**BRIEF**
Please output the data below exactly as given, starting at its first line and stopping after the line that contains "a 2D texture.".

**INPUT MATERIAL**
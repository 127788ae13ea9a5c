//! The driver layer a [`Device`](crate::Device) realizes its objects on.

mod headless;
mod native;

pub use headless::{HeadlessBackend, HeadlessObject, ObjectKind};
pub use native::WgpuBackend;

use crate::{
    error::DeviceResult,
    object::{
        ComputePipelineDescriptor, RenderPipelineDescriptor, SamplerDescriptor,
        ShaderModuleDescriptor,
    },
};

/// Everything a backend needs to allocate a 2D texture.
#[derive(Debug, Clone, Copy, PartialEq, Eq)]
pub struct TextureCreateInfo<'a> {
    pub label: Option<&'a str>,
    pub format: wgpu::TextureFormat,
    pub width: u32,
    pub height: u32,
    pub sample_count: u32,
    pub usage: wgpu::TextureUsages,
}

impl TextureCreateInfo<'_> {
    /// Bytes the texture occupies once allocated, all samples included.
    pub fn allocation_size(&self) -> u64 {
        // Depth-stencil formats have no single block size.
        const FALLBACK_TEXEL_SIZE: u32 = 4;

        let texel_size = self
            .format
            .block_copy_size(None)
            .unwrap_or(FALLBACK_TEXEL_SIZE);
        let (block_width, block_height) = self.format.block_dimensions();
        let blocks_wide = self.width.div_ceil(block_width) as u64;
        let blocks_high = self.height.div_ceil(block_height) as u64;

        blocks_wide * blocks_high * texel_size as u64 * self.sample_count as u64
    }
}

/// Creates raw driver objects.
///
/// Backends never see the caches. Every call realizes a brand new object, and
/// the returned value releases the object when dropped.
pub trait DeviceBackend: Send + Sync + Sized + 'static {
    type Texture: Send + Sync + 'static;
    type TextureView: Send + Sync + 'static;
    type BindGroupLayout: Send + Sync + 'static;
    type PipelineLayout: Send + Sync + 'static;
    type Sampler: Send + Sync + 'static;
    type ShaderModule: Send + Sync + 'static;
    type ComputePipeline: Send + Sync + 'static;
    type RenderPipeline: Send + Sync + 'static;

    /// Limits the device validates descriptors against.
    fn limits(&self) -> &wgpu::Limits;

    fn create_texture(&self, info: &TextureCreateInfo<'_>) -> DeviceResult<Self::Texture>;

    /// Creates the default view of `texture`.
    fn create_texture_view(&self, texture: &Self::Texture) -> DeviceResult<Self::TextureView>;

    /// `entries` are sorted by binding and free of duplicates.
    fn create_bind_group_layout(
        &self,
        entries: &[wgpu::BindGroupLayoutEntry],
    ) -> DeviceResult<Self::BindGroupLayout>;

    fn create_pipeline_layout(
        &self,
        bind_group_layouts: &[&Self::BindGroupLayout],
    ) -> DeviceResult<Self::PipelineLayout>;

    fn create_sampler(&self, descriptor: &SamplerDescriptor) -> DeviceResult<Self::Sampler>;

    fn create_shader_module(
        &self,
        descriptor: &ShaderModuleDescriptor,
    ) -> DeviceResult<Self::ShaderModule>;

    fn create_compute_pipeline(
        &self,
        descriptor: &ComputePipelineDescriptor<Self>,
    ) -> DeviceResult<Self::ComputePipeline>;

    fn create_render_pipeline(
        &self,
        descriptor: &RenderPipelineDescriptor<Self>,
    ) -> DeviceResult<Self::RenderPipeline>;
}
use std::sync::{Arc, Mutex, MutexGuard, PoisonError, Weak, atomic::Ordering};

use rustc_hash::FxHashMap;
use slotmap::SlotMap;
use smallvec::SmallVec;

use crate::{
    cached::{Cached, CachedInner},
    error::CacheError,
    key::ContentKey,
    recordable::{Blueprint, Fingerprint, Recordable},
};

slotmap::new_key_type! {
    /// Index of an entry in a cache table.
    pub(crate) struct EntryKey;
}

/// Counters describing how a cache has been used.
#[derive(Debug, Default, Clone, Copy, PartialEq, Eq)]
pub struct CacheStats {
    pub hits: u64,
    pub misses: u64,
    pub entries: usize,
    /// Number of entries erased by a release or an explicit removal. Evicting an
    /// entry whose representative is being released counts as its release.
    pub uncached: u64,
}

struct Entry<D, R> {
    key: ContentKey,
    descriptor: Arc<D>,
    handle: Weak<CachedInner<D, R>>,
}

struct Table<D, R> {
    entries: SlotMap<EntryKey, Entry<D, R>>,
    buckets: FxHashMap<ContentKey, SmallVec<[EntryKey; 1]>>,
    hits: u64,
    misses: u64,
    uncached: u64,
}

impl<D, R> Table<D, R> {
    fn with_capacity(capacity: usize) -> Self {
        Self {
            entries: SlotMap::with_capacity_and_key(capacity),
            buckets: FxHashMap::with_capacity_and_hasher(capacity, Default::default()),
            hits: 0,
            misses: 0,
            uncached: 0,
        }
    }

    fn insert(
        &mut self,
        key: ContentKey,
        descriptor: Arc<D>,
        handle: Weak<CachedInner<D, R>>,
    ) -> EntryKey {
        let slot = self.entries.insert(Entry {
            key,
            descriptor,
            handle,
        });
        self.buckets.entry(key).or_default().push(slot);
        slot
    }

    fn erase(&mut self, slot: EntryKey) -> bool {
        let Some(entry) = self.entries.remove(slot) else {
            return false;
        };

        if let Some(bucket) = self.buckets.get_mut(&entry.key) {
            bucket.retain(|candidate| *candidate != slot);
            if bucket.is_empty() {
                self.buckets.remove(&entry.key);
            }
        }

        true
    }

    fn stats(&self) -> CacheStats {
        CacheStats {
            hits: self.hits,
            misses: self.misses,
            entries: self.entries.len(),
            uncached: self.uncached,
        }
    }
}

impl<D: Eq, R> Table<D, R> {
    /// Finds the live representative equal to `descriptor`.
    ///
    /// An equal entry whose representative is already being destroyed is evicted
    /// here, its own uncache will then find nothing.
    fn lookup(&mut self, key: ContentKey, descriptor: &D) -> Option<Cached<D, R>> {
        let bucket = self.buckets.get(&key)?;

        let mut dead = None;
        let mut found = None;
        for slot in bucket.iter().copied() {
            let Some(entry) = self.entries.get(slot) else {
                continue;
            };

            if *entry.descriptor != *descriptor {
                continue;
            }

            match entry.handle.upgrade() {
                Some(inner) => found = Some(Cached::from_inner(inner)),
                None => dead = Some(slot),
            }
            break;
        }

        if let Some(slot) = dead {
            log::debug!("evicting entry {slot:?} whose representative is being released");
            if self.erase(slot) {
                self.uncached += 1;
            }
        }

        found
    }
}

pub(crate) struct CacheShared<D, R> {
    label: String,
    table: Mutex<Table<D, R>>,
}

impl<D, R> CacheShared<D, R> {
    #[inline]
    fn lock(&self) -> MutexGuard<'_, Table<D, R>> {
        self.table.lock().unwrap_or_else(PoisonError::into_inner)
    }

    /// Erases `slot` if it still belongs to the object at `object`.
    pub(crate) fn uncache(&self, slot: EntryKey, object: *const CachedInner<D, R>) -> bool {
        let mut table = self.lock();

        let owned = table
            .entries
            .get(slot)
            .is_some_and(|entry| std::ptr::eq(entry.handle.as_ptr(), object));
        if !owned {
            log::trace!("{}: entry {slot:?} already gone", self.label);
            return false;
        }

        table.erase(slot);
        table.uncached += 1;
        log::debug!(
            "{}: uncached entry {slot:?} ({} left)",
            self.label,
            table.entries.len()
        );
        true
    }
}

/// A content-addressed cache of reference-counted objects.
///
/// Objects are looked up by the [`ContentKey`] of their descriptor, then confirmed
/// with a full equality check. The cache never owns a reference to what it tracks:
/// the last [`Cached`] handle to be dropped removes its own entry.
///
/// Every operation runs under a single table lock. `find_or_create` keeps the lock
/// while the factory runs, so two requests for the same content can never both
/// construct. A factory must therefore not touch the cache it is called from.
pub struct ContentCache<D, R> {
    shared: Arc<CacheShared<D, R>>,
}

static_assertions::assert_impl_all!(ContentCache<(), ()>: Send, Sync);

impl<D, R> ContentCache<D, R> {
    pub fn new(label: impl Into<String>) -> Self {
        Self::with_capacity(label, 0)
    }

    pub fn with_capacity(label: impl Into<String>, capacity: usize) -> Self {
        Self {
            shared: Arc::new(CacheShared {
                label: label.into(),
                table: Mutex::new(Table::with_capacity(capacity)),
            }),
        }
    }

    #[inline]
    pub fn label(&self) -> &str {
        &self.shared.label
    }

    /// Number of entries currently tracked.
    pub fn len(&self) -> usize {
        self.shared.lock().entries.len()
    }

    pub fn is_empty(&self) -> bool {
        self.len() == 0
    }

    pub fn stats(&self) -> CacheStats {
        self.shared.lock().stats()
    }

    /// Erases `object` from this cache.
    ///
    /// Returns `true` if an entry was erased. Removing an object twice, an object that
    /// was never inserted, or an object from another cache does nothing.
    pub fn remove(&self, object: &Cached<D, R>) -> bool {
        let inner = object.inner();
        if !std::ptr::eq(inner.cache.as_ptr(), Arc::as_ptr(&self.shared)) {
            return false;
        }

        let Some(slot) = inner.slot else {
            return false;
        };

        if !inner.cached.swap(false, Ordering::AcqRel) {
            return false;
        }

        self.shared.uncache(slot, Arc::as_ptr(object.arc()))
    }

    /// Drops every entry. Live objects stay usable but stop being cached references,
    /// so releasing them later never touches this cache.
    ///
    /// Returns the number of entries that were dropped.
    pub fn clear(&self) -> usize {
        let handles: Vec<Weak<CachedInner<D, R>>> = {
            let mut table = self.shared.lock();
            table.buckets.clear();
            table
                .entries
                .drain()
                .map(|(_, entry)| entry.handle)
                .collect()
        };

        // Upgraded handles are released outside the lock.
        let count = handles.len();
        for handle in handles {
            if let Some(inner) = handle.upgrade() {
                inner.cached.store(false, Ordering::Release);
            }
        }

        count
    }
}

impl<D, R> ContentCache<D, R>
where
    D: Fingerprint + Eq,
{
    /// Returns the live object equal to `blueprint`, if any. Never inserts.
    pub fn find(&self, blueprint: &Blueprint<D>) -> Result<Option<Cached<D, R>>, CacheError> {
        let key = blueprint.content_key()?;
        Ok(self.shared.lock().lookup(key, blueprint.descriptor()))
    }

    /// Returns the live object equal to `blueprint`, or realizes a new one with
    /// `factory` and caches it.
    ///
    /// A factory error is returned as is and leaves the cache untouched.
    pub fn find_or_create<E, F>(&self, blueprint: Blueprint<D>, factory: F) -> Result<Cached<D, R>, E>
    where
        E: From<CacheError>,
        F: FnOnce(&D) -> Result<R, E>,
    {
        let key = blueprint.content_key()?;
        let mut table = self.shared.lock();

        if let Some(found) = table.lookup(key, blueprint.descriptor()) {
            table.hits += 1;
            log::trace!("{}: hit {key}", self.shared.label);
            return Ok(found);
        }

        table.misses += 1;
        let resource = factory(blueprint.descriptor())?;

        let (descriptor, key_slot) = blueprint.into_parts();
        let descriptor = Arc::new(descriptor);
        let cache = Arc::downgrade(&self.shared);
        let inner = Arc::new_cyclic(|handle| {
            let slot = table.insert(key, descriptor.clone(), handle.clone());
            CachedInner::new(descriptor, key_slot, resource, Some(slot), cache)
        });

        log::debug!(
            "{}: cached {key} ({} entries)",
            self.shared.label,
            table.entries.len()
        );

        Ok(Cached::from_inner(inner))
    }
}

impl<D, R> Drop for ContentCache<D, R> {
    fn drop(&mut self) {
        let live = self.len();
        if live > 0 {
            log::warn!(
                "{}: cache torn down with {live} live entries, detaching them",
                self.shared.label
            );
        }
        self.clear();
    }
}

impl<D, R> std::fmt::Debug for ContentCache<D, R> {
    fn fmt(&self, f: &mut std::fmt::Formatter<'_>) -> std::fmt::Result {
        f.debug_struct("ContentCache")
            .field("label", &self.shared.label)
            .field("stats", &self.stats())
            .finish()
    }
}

**ANSWER TO THIS TASK**
repository 127788ae13ea9a5c
//! The driver layer a [`Device`](crate::Device) realizes its objects on.

mod headless;
mod native;

pub use headless::{HeadlessBackend, HeadlessObject, ObjectKind};
pub use native::WgpuBackend;

use crate::{
    error::DeviceResult,
    object::{
        ComputePipelineDescriptor, RenderPipelineDescriptor, SamplerDescriptor,
        ShaderModuleDescriptor,
    },
};

/// Everything a backend needs to allocate a 2D texture.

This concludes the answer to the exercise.